(Stored items from a collection)
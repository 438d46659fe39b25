//! Geometry primitives shared by the tree, constraints, and backends.

/// A rectangle in logical screen coordinates.
#[derive(Debug, Clone, Copy, Default, PartialEq)]
pub struct Rect {
    /// X position (left edge).
    pub x: f32,
    /// Y position (top edge).
    pub y: f32,
    /// Width.
    pub width: f32,
    /// Height.
    pub height: f32,
}

impl Rect {
    /// A zero-sized rect at the origin.
    pub const ZERO: Self = Self {
        x: 0.0,
        y: 0.0,
        width: 0.0,
        height: 0.0,
    };

    /// Creates a new rectangle.
    #[must_use]
    pub const fn new(x: f32, y: f32, width: f32, height: f32) -> Self {
        Self { x, y, width, height }
    }

    /// Returns the right edge.
    #[must_use]
    pub fn right(&self) -> f32 {
        self.x + self.width
    }

    /// Returns the bottom edge.
    #[must_use]
    pub fn bottom(&self) -> f32 {
        self.y + self.height
    }

    /// Returns true if the point lies inside the rectangle.
    ///
    /// Both edges are inclusive, so a touch on the last pixel row of a
    /// button still counts as a hit.
    #[must_use]
    pub fn contains(&self, x: f32, y: f32) -> bool {
        x >= self.x && x <= self.right() && y >= self.y && y <= self.bottom()
    }

    /// Returns true if two rectangles overlap.
    #[must_use]
    pub fn intersects(&self, other: &Self) -> bool {
        self.x < other.right()
            && self.right() > other.x
            && self.y < other.bottom()
            && self.bottom() > other.y
    }

    /// Expands the rectangle by the given amount on all sides.
    #[must_use]
    pub fn expand(&self, amount: f32) -> Self {
        Self::new(
            self.x - amount,
            self.y - amount,
            self.width + amount * 2.0,
            self.height + amount * 2.0,
        )
    }

    /// Shrinks the rectangle by the given amount on all sides.
    #[must_use]
    pub fn shrink(&self, amount: f32) -> Self {
        self.expand(-amount)
    }
}

/// Stacking direction for containers.
#[derive(Debug, Clone, Copy, PartialEq, Eq, Default)]
pub enum Direction {
    /// Children are placed left to right.
    #[default]
    Horizontal,
    /// Children are placed top to bottom.
    Vertical,
}

/// The logical screen every element is laid out in.
#[derive(Debug, Clone, Copy, PartialEq)]
pub struct Viewport {
    /// Logical width.
    pub width: f32,
    /// Logical height.
    pub height: f32,
    /// Physical pixels per logical pixel.
    pub dpi_scale: f32,
}

impl Viewport {
    /// Creates a viewport with a DPI scale of 1.
    #[must_use]
    pub const fn new(width: f32, height: f32) -> Self {
        Self {
            width,
            height,
            dpi_scale: 1.0,
        }
    }

    /// Returns the viewport as a rect at the origin.
    #[must_use]
    pub const fn bounds(&self) -> Rect {
        Rect::new(0.0, 0.0, self.width, self.height)
    }
}

impl Default for Viewport {
    fn default() -> Self {
        Self::new(1280.0, 720.0)
    }
}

**PROMPT:** Line by line, transcribe the data exactly.

**ANSWER TO THIS EXERCISE:**
repository 438d46659fe39b25
//! Geometry primitives shared by the tree, constraints, and backends.

/// A rectangle in logical screen coordinates.
#[derive(Debug, Clone, Copy, Default, PartialEq)]
pub struct Rect {
    /// X position (left edge).
    pub x: f32,
    /// Y position (top edge).
    pub y: f32,
    /// Width.
    pub width: f32,
    /// Height.
    pub height: f32,
}

impl Rect {
    /// A zero-sized rect at the origin.
    pub const ZERO: Self = Self {
        x: 0.0,
        y: 0.0,
        width: 0.0,
        height: 0.0,
    };

    /// Creates a new rectangle.
    #[must_use]
    pub const fn new(x: f32, y: f32, width: f32, height: f32) -> Self {
        Self { x, y, width, height }
    }

    /// Returns the right edge.
    #[must_use]
    pub fn right(&self) -> f32 {
        self.x + self.width
    }

    /// Returns the bottom edge.
    #[must_use]
    pub fn bottom(&self) -> f32 {
        self.y + self.height
    }

    /// Returns true if the point lies inside the rectangle.
    ///
    /// Both edges are inclusive, so a touch on the last pixel row of a
    /// button still counts as a hit.
    #[must_use]
    pub fn contains(&self, x: f32, y: f32) -> bool {
        x >= self.x && x <= self.right() && y >= self.y && y <= self.bottom()
    }

    /// Returns true if two rectangles overlap.
    #[must_use]
    pub fn intersects(&self, other: &Self) -> bool {
        self.x < other.right()
            && self.right() > other.x
            && self.y < other.bottom()
            && self.bottom() > other.y
    }

    /// Expands the rectangle by the given amount on all sides.
    #[must_use]
    pub fn expand(&self, amount: f32) -> Self {
        Self::new(
            self.x - amount,
            self.y - amount,
            self.width + amount * 2.0,
            self.height + amount * 2.0,
        )
    }

    /// Shrinks the rectangle by the given amount on all sides.
    #[must_use]
    pub fn shrink(&self, amount: f32) -> Self {
        self.expand(-amount)
    }
}

/// Stacking direction for containers.
#[derive(Debug, Clone, Copy, PartialEq, Eq, Default)]
pub enum Direction {
    /// Children are placed left to right.
    #[default]
    Horizontal,
    /// Children are placed top to bottom.
    Vertical,
}

/// The logical screen every element is laid out in.
#[derive(Debug, Clone, Copy, PartialEq)]
pub struct Viewport {
    /// Logical width.
    pub width: f32,
    /// Logical height.
    pub height: f32,
    /// Physical pixels per logical pixel.
    pub dpi_scale: f32,
}

impl Viewport {
    /// Creates a viewport with a DPI scale of 1.
    #[must_use]
    pub const fn new(width: f32, height: f32) -> Self {
        Self {
            width,
            height,
            dpi_scale: 1.0,
        }
    }

    /// Returns the viewport as a rect at the origin.
    #[must_use]
    pub const fn bounds(&self) -> Rect {
        Rect::new(0.0, 0.0, self.width, self.height)
    }
}

impl Default for Viewport {
    fn default() -> Self {
        Self::new(1280.0, 720.0)
    }
}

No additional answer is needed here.